*Problem requirements*
Repeat exactly, and only, the lines of the entries below from the one with "built frontend bundle" through the one with "settings.static_dir = static_dir;", both ends included.

*Data for this exercise*
·····

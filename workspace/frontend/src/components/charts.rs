mod bar_chart;
mod line_chart;

pub use bar_chart::BarChart;
pub use line_chart::LineChart;

use common::view::ChartView;
use plotly::common::Title;
use plotly::layout::Axis;
use plotly::Layout;
use serde::Serialize;
use wasm_bindgen::prelude::*;
use yew::prelude::*;

#[wasm_bindgen]
extern "C" {
    #[wasm_bindgen(js_namespace = Plotly)]
    fn newPlot(div_id: &str, data: JsValue, layout: JsValue);
}

#[derive(Properties, PartialEq)]
pub struct ChartProps {
    /// DOM id of the plot container
    pub id: String,
    pub chart: ChartView,
}

fn chart_layout(chart: &ChartView) -> Layout {
    Layout::new()
        .title(Title::with_text(&chart.title))
        .y_axis(Axis::new().title(Title::with_text(&chart.y_axis)))
        .height(400)
}

/// Convert a value to a plain JS object; maps become objects, not `Map`s.
fn to_js<T: Serialize>(value: &T) -> Result<JsValue, serde_wasm_bindgen::Error> {
    value.serialize(&serde_wasm_bindgen::Serializer::json_compatible())
}

/// Hand a single trace and its layout to Plotly.
fn plot<T: Serialize>(div_id: &str, trace: &T, layout: &Layout) {
    let (trace_js, layout_js) = match (to_js(trace), to_js(layout)) {
        (Ok(trace_js), Ok(layout_js)) => (trace_js, layout_js),
        (Err(e), _) | (_, Err(e)) => {
            log::error!("Failed to convert chart {} for Plotly: {}", div_id, e);
            return;
        }
    };

    let data_js = js_sys::Array::new();
    data_js.push(&trace_js);

    log::trace!("Plotting chart {}", div_id);
    newPlot(div_id, data_js.into(), layout_js);
}
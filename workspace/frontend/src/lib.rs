use yew::prelude::*;

mod components;
pub mod api_client;
pub mod common;
pub mod hooks;
pub mod settings;

use components::dashboard::Dashboard;

#[derive(Properties, PartialEq, Default)]
pub struct AppProps {
    /// Repositories offered in the sidebar
    #[prop_or_default]
    pub catalog: ::common::RepositoryCatalog,
}

#[function_component(App)]
pub fn app(props: &AppProps) -> Html {
    html! { <Dashboard catalog={props.catalog.clone()} /> }
}

#[wasm_bindgen::prelude::wasm_bindgen(start)]
pub fn run_app() {
    // Initialize settings first
    settings::init_settings();

    // Initialize logger with settings
    let settings = settings::get_settings();
    wasm_logger::init(wasm_logger::Config::new(settings.log_level));

    log::info!("=== Forecast Dashboard Starting ===");
    log::info!("Application settings: {:?}", settings);
    log::debug!("Debug mode: {}", settings.debug_mode);

    log::trace!("Initializing Yew renderer");
    yew::Renderer::<App>::new().render();
    log::info!("Application initialized successfully");
}
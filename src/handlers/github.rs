use axum::{extract::State, response::Json};
use axum_valid::Valid;
use common::GithubRequest;
use serde_json::Value;
use tracing::{debug, info, instrument};

use crate::error::ApiError;
use crate::schemas::AppState;

/// Statistics and forecast chart URLs for one repository.
///
/// The body is forwarded to the forecasting service and its JSON answer is
/// returned as is. Answers are cached per repository when caching is enabled.
#[utoipa::path(
    post,
    path = "/api/github",
    tag = "forecast",
    request_body = GithubRequest,
    responses(
        (status = 200, description = "Stats payload from the forecasting service", content_type = "application/json"),
        (status = 400, description = "Repository is not in owner/name form"),
        (status = 502, description = "Forecasting service failed", body = crate::schemas::ErrorResponse),
        (status = 504, description = "Forecasting service timed out", body = crate::schemas::ErrorResponse)
    )
)]
#[instrument(skip_all, fields(repository = %request.repository))]
pub async fn github_stats(
    State(state): State<AppState>,
    Valid(Json(request)): Valid<Json<GithubRequest>>,
) -> Result<Json<Value>, ApiError> {
    if let Some(cache) = &state.cache {
        if let Some(stats) = cache.get(&request.repository).await {
            debug!("Serving stats from cache");
            return Ok(Json(stats));
        }
    }

    let stats = state.upstream.fetch_stats(&request).await?;
    info!("Stats retrieved from forecasting service");

    if let Some(cache) = &state.cache {
        cache.insert(request.repository.clone(), stats.clone()).await;
    }

    Ok(Json(stats))
}
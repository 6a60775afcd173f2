pub mod loading;
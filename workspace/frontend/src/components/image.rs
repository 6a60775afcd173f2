use common::view::ImageView;
use yew::prelude::*;

#[derive(Properties, PartialEq)]
pub struct Props {
    pub image: ImageView,
}

/// Server-rendered forecast image with its caption.
///
/// A missing URL still renders the `<img>` so the alt text shows in place of
/// the picture.
#[function_component(ImageCard)]
pub fn image_card(props: &Props) -> Html {
    let image = &props.image;

    html! {
        <figure class="card bg-base-100 shadow my-4">
            <figcaption class="card-body pb-2">
                <h3 class="card-title text-lg">{ &image.caption }</h3>
            </figcaption>
            <img class="w-full" src={image.src.clone()} alt={image.alt.clone()} loading="lazy" />
        </figure>
    }
}
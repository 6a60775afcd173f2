use anyhow::Result;
use clap::{Parser, Subcommand};
use std::path::PathBuf;

pub mod commands;

use crate::config::Settings;
use commands::{fetch_stats, list_repositories, serve};

#[derive(Parser)]
#[command(name = "forecast-dashboard")]
#[command(about = "Repository forecast dashboard server and tools")]
#[command(version)]
pub struct Cli {
    /// Configuration file (TOML, YAML or JSON, picked by extension)
    #[arg(short, long, global = true, env = "DASHBOARD_CONFIG")]
    pub config: Option<PathBuf>,

    #[command(subcommand)]
    pub command: Commands,
}

#[derive(Subcommand)]
pub enum Commands {
    /// Serve the dashboard and forward forecast requests
    Serve {
        /// Bind address for the web server
        ///
        /// Format: IP:PORT (e.g., 0.0.0.0:3000, 127.0.0.1:8080)
        #[arg(short, long)]
        bind_address: Option<String>,

        /// Base URL of the forecasting service (e.g., http://localhost:8080)
        #[arg(short, long)]
        upstream_url: Option<String>,

        /// Directory with the built frontend bundle
        #[arg(short, long)]
        static_dir: Option<PathBuf>,
    },
    /// Print the configured repositories
    Repositories,
    /// Request stats for one repository from the forecasting service and
    /// print the JSON answer
    Fetch {
        /// Repository key in owner/name form
        repository: String,

        /// Base URL of the forecasting service
        #[arg(short, long)]
        upstream_url: Option<String>,
    },
}

impl Cli {
    pub async fn run(self) -> Result<()> {
        let mut settings = Settings::load(self.config.as_deref())?;

        match self.command {
            Commands::Serve { bind_address, upstream_url, static_dir } => {
                if let Some(bind_address) = bind_address {
                    settings.bind_address = bind_address;
                }
                if let Some(upstream_url) = upstream_url {
                    settings.upstream_url = upstream_url;
                }
                if let Some(static_dir) = static_dir {
                    settings.static_dir = static_dir;
                }
                serve(settings).await?;
            }
            Commands::Repositories => {
                list_repositories(&settings)?;
            }
            Commands::Fetch { repository, upstream_url } => {
                if let Some(upstream_url) = upstream_url {
                    settings.upstream_url = upstream_url;
                }
                fetch_stats(&settings, &repository).await?;
            }
        }
        Ok(())
    }
}
use common::view::SidebarItem;
use yew::prelude::*;

#[derive(Properties, PartialEq)]
pub struct Props {
    pub items: Vec<SidebarItem>,
    pub on_select: Callback<String>,
}

/// Repository picker; disabled entries ignore clicks.
#[function_component(Sidebar)]
pub fn sidebar(props: &Props) -> Html {
    html! {
        <div class="drawer-side z-50">
            <label aria-label="close sidebar" class="drawer-overlay" for="repository-drawer"></label>
            <ul class="menu p-4 w-80 min-h-full bg-base-100 text-base-content border-r border-base-300">
                <li class="menu-title">{"Repositories"}</li>
                { for props.items.iter().map(|item| {
                    let onclick = {
                        let key = item.key.clone();
                        let on_select = props.on_select.clone();
                        Callback::from(move |_: MouseEvent| on_select.emit(key.clone()))
                    };

                    html! {
                        <li key={item.key.clone()} class={classes!(item.disabled.then_some("disabled"))}>
                            <button
                                class={classes!("nav-link", item.selected.then_some("active"))}
                                disabled={item.disabled}
                                aria-pressed={item.selected.to_string()}
                                {onclick}
                            >
                                <i class="fab fa-github w-5"></i> { &item.label }
                            </button>
                        </li>
                    }
                }) }
            </ul>
        </div>
    }
}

·····

*Response to the task*
        /// Directory with the built frontend bundle
        #[arg(short, long)]
        static_dir: Option<PathBuf>,
    },
    /// Print the configured repositories
    Repositories,
    /// Request stats for one repository from the forecasting service and
    /// print the JSON answer
    Fetch {
        /// Repository key in owner/name form
        repository: String,

        /// Base URL of the forecasting service
        #[arg(short, long)]
        upstream_url: Option<String>,
    },
}

impl Cli {
    pub async fn run(self) -> Result<()> {
        let mut settings = Settings::load(self.config.as_deref())?;

        match self.command {
            Commands::Serve { bind_address, upstream_url, static_dir } => {
                if let Some(bind_address) = bind_address {
                    settings.bind_address = bind_address;
                }
                if let Some(upstream_url) = upstream_url {
                    settings.upstream_url = upstream_url;
                }
                if let Some(static_dir) = static_dir {
                    settings.static_dir = static_dir;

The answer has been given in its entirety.